### Exercise requirements
In how many lines of the entries below does "iter" appear? Give only the number.

### Dataset extract
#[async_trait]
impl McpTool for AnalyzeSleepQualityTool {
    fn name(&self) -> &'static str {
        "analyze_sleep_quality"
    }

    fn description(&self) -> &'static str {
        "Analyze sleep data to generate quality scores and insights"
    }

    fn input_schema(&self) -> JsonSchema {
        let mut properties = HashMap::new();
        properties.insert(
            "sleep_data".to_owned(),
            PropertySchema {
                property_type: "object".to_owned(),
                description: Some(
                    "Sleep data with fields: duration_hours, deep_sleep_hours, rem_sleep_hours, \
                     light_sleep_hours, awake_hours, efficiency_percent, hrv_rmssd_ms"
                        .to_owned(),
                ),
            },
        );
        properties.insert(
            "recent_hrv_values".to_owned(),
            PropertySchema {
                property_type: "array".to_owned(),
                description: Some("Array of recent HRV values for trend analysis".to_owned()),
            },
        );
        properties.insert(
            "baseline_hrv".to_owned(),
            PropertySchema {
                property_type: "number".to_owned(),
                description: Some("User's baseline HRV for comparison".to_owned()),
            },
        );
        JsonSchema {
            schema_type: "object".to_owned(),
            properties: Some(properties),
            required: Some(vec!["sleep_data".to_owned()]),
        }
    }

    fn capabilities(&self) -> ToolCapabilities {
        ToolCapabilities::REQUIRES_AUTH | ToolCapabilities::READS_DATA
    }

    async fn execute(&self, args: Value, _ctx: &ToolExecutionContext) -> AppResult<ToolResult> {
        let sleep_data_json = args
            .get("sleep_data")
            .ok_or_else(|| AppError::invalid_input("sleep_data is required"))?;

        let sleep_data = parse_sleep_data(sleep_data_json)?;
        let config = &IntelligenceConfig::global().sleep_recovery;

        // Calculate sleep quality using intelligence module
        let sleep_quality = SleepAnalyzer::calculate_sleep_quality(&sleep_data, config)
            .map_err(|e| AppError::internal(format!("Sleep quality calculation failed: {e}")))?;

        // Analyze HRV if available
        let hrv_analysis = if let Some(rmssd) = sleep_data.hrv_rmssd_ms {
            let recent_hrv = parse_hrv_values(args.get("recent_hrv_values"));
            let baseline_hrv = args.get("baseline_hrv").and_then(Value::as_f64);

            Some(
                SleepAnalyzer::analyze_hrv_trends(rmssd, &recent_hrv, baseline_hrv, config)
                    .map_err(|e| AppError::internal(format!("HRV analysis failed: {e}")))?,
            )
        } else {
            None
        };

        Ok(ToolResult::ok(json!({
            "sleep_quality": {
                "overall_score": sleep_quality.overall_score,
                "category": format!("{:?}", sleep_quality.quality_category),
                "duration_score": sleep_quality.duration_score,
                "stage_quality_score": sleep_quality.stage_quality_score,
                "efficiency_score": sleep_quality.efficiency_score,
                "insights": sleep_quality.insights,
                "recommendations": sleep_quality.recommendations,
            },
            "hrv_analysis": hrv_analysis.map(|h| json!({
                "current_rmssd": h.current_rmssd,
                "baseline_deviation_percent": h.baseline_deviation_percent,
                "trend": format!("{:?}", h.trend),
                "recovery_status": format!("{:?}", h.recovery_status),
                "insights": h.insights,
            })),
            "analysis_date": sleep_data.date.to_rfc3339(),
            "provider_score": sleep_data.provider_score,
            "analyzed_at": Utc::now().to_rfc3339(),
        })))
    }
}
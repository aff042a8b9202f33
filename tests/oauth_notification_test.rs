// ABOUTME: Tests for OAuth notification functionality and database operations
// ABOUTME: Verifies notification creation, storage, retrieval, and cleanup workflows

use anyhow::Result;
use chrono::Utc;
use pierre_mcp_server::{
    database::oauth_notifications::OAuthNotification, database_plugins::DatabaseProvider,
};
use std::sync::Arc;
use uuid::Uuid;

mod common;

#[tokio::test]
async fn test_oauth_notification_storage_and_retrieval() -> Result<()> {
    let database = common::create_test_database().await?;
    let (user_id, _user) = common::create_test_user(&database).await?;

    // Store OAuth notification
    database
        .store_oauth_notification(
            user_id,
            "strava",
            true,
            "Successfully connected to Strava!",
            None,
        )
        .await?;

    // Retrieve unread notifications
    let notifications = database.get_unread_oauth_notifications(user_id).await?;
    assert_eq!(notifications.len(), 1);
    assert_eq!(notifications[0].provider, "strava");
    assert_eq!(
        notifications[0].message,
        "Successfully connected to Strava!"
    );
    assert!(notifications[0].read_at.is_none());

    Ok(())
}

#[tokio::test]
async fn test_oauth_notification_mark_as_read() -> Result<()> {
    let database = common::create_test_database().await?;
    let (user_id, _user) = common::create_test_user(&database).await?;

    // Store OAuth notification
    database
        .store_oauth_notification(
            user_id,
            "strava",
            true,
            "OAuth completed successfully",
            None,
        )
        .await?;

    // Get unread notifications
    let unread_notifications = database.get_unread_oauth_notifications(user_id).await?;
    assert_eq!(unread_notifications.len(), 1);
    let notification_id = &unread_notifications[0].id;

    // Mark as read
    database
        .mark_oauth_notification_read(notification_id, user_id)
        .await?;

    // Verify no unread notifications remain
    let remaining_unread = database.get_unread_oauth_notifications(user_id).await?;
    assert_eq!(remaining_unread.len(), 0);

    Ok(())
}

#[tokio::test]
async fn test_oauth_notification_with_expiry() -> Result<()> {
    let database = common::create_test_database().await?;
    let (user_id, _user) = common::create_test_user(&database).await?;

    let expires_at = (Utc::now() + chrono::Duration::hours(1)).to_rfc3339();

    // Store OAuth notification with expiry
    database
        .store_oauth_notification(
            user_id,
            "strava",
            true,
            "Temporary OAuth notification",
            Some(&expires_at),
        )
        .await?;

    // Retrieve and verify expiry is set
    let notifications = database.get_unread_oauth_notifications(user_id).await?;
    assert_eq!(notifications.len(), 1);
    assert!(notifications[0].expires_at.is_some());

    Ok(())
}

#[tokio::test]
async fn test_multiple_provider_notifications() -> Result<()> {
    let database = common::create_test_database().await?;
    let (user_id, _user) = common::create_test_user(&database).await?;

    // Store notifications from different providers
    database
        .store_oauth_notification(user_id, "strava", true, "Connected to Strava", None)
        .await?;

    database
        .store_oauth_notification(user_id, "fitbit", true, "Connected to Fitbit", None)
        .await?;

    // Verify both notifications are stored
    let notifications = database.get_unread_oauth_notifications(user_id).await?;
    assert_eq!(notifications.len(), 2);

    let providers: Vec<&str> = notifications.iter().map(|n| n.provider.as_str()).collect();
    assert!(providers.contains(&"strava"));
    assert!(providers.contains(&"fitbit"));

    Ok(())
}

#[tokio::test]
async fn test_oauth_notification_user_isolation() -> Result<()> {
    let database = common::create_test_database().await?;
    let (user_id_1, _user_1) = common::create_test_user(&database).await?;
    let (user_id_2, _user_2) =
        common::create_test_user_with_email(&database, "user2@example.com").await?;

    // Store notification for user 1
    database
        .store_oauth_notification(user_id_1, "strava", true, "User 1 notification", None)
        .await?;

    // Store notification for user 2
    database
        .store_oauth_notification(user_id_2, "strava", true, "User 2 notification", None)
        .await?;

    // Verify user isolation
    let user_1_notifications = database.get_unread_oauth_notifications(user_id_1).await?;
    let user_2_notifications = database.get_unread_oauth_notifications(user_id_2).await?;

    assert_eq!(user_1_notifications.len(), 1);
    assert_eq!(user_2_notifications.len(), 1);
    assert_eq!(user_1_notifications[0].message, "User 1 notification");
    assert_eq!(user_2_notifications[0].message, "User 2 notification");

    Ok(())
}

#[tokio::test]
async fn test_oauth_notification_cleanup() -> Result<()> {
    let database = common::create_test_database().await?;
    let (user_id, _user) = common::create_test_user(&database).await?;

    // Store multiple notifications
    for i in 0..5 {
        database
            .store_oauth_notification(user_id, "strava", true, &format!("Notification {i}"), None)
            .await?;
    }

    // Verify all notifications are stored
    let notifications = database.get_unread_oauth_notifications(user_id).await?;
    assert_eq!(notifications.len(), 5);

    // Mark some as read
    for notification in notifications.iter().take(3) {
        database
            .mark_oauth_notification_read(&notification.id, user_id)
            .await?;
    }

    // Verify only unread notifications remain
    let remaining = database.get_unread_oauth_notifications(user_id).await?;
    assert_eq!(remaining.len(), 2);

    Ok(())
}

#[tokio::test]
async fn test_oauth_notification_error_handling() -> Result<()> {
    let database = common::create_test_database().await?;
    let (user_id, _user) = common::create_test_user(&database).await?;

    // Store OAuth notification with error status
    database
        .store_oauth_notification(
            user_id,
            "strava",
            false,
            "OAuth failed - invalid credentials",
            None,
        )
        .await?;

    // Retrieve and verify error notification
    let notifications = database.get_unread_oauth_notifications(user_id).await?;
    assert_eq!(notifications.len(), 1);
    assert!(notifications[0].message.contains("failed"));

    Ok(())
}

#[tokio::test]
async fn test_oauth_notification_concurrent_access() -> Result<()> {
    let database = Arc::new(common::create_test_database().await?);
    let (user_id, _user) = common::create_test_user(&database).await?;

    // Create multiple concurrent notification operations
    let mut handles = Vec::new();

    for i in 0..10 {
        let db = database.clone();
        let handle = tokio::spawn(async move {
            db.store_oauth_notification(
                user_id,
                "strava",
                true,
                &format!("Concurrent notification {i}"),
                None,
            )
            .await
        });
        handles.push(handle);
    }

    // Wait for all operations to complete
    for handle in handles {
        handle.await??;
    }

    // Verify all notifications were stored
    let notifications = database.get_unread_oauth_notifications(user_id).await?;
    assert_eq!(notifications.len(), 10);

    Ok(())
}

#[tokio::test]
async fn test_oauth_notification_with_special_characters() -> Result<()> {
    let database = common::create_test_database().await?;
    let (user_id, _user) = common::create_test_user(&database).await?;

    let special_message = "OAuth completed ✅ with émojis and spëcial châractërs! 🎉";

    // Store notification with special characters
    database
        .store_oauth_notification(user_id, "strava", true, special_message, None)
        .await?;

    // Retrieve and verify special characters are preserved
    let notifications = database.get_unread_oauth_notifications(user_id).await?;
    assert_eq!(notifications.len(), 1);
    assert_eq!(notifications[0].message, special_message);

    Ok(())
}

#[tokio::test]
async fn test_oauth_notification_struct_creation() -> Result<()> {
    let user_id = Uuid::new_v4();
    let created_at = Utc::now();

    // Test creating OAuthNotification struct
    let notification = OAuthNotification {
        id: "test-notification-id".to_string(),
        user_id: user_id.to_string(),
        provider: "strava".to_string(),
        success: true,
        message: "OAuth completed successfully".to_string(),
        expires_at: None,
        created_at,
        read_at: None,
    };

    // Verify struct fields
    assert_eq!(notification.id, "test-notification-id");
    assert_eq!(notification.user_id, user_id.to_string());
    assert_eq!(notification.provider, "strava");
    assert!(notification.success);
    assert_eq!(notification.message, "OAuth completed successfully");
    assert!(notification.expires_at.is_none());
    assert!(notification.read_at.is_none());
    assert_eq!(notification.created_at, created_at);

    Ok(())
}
* * *
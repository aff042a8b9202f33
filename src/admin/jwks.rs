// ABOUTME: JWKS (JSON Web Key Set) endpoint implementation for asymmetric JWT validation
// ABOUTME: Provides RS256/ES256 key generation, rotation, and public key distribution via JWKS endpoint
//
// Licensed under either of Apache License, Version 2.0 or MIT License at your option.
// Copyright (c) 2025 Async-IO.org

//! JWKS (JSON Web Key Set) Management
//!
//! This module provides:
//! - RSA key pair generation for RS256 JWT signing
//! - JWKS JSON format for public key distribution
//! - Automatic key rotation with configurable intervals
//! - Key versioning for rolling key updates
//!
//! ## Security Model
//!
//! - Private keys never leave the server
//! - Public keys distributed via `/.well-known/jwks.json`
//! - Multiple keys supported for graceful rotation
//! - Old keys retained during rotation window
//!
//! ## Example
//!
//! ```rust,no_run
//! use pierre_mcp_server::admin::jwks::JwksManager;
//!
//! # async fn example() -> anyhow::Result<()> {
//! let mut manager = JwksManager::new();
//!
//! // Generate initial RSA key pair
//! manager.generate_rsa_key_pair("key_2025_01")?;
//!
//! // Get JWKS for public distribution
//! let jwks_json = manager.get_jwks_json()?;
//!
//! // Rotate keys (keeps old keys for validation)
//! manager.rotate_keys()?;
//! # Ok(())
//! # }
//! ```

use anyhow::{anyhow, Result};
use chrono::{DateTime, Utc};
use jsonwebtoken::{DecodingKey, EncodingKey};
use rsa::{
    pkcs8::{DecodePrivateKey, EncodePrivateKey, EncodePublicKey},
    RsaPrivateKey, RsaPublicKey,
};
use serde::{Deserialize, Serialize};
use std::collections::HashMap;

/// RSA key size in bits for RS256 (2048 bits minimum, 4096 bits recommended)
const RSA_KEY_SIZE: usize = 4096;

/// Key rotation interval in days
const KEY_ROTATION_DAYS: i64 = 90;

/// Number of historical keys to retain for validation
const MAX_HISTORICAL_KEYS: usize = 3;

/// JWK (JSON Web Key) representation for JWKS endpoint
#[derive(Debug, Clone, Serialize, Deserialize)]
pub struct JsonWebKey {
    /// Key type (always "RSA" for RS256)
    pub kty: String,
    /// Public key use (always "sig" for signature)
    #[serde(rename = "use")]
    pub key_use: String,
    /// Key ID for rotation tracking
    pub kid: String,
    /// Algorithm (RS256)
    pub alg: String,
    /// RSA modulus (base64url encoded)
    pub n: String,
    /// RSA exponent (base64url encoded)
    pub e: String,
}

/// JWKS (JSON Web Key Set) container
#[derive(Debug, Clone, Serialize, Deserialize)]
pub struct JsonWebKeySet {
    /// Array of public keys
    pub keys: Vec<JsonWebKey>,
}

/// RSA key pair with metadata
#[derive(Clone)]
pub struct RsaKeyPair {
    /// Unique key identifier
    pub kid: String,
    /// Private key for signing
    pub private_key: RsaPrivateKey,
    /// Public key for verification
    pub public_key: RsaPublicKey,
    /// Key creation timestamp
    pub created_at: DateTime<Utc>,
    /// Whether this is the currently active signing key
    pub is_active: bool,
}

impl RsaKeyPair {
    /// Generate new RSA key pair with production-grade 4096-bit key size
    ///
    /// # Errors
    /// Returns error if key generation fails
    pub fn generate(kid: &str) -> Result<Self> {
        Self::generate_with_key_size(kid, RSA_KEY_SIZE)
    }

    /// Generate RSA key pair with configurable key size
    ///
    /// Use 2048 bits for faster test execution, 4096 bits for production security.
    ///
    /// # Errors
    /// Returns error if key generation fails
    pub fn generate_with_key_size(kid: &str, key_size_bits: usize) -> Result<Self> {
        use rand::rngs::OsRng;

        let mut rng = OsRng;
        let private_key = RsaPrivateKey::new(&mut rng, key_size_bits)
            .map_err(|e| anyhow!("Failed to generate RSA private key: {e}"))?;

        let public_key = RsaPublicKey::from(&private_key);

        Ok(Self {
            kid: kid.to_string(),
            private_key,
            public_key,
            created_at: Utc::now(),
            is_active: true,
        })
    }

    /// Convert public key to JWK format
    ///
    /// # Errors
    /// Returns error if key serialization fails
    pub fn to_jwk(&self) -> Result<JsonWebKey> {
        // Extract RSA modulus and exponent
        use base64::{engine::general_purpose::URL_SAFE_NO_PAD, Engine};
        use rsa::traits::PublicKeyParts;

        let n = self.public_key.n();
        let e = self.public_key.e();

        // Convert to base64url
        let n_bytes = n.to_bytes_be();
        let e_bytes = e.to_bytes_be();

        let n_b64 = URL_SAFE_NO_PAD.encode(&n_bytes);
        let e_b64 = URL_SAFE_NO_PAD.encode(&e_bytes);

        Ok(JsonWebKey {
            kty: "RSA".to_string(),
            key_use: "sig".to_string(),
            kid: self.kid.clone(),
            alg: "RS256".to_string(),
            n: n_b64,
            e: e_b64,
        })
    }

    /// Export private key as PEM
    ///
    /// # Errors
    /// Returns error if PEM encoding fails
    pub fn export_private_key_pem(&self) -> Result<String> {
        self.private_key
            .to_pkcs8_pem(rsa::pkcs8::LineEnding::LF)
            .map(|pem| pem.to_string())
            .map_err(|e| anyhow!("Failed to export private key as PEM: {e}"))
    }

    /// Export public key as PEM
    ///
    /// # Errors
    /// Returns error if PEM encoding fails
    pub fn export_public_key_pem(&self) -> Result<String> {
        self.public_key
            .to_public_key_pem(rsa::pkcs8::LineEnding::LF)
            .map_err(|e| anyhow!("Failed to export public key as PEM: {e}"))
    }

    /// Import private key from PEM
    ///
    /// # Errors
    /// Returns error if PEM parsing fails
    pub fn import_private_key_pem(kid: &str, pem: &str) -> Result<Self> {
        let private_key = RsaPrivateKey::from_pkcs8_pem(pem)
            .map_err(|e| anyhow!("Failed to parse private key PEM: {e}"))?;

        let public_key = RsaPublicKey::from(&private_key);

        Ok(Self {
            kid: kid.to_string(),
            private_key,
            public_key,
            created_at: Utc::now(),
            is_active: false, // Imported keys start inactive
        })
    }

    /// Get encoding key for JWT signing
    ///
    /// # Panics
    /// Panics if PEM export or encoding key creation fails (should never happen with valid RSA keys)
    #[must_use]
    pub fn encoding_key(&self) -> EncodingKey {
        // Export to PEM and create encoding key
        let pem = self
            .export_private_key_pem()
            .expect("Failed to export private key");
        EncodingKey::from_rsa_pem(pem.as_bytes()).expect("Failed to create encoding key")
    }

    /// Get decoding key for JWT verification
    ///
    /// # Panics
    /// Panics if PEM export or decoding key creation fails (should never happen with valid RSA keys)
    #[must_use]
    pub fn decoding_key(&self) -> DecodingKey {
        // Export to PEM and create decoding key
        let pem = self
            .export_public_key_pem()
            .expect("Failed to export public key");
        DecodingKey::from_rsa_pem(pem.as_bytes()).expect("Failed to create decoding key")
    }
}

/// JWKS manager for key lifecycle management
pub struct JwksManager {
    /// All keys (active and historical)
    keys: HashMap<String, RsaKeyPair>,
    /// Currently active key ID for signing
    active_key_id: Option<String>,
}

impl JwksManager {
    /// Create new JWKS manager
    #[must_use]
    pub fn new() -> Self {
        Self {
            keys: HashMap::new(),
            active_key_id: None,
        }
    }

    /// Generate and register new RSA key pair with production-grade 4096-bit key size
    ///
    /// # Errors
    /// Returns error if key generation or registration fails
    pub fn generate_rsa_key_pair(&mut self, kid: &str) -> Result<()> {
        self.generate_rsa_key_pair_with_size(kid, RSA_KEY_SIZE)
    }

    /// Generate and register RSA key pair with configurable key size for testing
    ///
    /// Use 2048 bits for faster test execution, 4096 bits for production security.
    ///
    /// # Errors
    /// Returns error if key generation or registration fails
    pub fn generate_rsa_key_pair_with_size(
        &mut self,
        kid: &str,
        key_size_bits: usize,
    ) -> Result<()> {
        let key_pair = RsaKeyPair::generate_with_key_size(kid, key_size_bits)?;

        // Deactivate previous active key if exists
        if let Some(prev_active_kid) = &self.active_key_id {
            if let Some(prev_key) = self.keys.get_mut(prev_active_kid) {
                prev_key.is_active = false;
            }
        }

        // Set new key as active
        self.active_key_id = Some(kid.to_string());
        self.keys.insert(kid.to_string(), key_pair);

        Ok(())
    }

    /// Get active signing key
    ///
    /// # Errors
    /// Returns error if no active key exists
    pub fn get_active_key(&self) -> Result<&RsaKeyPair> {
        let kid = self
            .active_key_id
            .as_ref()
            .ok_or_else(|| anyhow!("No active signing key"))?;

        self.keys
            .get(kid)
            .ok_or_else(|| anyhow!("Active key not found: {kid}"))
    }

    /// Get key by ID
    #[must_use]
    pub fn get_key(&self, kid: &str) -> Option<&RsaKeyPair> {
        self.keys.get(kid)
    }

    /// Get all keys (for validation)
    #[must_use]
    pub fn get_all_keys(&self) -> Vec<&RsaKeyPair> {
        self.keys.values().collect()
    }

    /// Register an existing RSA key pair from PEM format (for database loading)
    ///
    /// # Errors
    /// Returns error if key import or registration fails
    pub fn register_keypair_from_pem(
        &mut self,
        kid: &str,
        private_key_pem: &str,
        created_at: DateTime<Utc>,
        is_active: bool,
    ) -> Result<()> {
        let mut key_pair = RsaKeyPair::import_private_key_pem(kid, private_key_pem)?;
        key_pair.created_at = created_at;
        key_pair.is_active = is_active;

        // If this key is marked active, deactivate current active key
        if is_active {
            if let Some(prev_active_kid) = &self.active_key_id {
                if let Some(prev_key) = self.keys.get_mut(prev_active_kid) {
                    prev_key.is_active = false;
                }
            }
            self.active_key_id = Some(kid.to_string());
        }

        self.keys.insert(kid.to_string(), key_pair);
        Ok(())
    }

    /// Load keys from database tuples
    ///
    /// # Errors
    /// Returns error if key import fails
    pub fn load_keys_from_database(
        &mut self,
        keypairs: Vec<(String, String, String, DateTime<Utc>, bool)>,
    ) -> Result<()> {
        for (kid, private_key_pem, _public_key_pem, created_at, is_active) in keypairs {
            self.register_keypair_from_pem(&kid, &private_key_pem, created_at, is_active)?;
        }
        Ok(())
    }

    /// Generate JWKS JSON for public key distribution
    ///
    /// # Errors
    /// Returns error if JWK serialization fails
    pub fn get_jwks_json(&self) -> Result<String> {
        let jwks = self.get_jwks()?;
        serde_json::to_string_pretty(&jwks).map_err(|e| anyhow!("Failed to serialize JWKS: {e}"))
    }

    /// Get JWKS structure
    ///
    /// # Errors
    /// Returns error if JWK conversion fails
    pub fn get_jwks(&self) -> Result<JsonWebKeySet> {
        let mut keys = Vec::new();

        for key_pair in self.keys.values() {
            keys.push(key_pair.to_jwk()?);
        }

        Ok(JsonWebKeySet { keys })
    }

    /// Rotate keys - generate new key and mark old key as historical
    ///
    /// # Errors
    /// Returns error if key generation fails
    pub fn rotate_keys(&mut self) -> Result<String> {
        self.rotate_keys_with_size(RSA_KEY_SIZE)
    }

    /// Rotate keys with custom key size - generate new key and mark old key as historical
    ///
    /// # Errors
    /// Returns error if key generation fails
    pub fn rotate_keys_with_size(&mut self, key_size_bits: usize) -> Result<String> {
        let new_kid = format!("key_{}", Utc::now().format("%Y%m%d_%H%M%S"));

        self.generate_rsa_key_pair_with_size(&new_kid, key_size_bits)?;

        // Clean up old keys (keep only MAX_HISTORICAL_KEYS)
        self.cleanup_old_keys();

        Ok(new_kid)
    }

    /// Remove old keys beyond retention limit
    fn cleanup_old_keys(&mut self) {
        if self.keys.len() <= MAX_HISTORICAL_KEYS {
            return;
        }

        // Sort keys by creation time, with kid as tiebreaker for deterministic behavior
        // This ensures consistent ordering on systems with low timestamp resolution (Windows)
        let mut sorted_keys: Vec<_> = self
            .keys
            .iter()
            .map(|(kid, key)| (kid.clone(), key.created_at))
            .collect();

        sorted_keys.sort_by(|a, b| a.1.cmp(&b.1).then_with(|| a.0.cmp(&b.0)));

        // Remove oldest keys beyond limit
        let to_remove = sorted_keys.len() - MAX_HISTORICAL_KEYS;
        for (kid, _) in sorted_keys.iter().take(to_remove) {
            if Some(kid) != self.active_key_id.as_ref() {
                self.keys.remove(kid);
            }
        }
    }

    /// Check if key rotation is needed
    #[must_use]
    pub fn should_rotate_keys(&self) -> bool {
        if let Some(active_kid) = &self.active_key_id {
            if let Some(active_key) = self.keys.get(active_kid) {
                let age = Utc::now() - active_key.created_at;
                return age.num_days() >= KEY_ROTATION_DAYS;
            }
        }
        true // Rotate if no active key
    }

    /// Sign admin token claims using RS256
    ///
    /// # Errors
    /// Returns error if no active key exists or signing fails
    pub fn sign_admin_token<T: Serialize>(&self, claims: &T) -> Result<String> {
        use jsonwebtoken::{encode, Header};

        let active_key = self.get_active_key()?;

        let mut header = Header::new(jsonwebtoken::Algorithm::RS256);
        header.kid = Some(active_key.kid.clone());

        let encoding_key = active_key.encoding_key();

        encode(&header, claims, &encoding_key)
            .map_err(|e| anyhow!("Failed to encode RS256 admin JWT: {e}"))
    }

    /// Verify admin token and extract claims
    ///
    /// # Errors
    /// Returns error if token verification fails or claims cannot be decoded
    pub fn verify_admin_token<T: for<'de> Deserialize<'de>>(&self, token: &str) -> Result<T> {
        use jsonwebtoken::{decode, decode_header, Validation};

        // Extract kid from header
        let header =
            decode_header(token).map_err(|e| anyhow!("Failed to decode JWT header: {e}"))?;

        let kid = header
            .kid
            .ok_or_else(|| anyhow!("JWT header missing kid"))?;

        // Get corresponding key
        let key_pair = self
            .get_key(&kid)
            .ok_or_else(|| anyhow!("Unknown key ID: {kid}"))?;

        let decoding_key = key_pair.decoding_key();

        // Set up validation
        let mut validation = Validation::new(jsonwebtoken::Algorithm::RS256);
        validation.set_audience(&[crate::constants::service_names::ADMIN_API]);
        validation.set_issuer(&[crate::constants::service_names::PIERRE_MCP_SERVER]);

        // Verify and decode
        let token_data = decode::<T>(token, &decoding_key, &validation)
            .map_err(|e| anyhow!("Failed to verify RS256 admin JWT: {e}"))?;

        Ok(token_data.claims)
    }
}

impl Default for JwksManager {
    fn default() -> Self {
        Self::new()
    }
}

### Your solution
4